At 10:33 AM, Marcus’s equipment detects a massive spike in encrypted communications from the building—multiple signals,high-priority transmissions, the kind of traffic that suggests major operations being coordinated.

“That’s not reconnaissance,” Dom says grimly. “That’s active engagement.”

At 11:02 AM, police scanners report explosions in the financial district, followed by reports of structural damage to the Blackwood building.

“Shit,” I breathe, understanding immediately what’s happened. “They detected him. It’s not reconnaissance anymore. It’s combat.”

The next hour passes in agonizing silence. No thermal signatures, no electronic communications, no police reports. Just the terrible quiet that means either complete success or complete disaster.

This has become retaliation, but will it cost us one of our own?

He never should’ve gone alone. I shouldn’t have let him. I should’ve insisted…

At 12:18 PM, exactly six hours after he left, the safe house door opens, and Axel stumbles inside.

He’s alive, barely. Blood soaks through his tactical gear from multiple wounds, his left arm hangs at an unnatural angle, and there’s a burn pattern across his chest that suggests he was hit by some kind of energy weapon. But his eyes—those wild, amber-flecked eyes—burn with the intensity of someone who’s discovered truth worth dying for.

“Jesus Christ,” Dom breathes, moving to support Axel’s weight as he collapses against the doorframe. Dom’s jaw clenches like he’s the one bleeding.

Marcus mutters a helpless, frustrated curse.

Keiran shakes his head. “We should’ve stopped him.”

“Medical kit,” I order Marcus, my own hands already assessing injuries with professional efficiency. “Dom, get him to the couch. Kieran, check for pursuit.”

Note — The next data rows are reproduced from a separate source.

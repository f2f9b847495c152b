//! HTTP Handlers

use axum::{Json, extract::State, http::StatusCode};
use serde::Serialize;

use agent_core::{
    ChatReply, ChatRequest, is_supported,
    models::ModelList,
    reasoning::AgentBuilder,
};

use crate::state::AppState;

// ============================================================================
// Response Types
// ============================================================================

#[derive(Serialize)]
pub struct HealthResponse {
    pub status: &'static str,
    pub version: &'static str,
    pub provider_connected: bool,
    pub tools: Vec<String>,
}

#[derive(Debug, Serialize)]
pub struct ErrorResponse {
    pub error: String,
    pub code: String,
}

// ============================================================================
// Handlers
// ============================================================================

/// Health check endpoint
pub async fn health_check(State(state): State<AppState>) -> Json<HealthResponse> {
    let provider_connected = state.provider.health_check().await.unwrap_or(false);

    Json(HealthResponse {
        status: "healthy",
        version: env!("CARGO_PKG_VERSION"),
        provider_connected,
        tools: state.tools.names().into_iter().map(String::from).collect(),
    })
}

/// Published model allow-list
pub async fn list_models() -> Json<ModelList> {
    Json(ModelList::default())
}

/// Run one chat turn
///
/// Unsupported models get a 200 with an `error` body and never reach the
/// provider. Agent failures are not retried and surface as a 500.
pub async fn chat_handler(
    State(state): State<AppState>,
    Json(payload): Json<ChatRequest>,
) -> Result<Json<ChatReply>, (StatusCode, Json<ErrorResponse>)> {
    if !is_supported(&payload.model_name) {
        tracing::info!(model = %payload.model_name, "Rejected unsupported model");
        return Ok(Json(ChatReply::unsupported_model()));
    }

    let agent = AgentBuilder::new()
        .provider(state.provider.clone())
        .tools(state.tools.clone())
        .model(payload.model_name.as_str())
        .system_prompt(payload.system_prompt.as_str())
        .build()
        .map_err(|e| {
            tracing::error!("Agent construction failed: {}", e);
            agent_error(&e)
        })?;

    let result = agent.invoke(&payload.messages).await.map_err(|e| {
        tracing::error!(
            model = %payload.model_name,
            retryable = e.is_retryable(),
            "Agent error: {}",
            e
        );
        agent_error(&e)
    })?;

    tracing::info!(
        model = %payload.model_name,
        messages = result.messages.len(),
        "Chat turn complete"
    );

    Ok(Json(ChatReply::Completed(result)))
}

fn agent_error(e: &agent_core::AgentError) -> (StatusCode, Json<ErrorResponse>) {
    (
        StatusCode::INTERNAL_SERVER_ERROR,
        Json(ErrorResponse {
            error: e.user_message(),
            code: "AGENT_ERROR".into(),
        }),
    )
}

“I’m fine,” Axel protests weakly, then immediately proves himself wrong by coughing up blood.

“You’re not fine,” I snap, my voice sharper than intended. “You’re half-dead and probably in shock.”

“Worth it,” he gasps, reaching into his tactical vest with trembling fingers. “Got what we needed. Got everything.”

He produces a data drive and a collection of photographs, both stained with his blood but intact. “The puppet master,” he whispers. “It’s not who we thought.”

I take the evidence with hands that shake only slightly, my mind already racing through implications. But my eyes keep returning to Axel’s injuries, to the way his breathing sounds labored and painful.

“Who?” I ask, though part of me is more concerned with keeping him conscious than gathering intelligence.

“Your father’s old partner,” Axel manages before his eyes flutter closed.

“Alexander Cross?” I shake my head. “That’s not possible. He died in a warehouse fire two years before my father was murdered?”

I see the funeral again. The closed casket.

The perfect performance. The polished lie.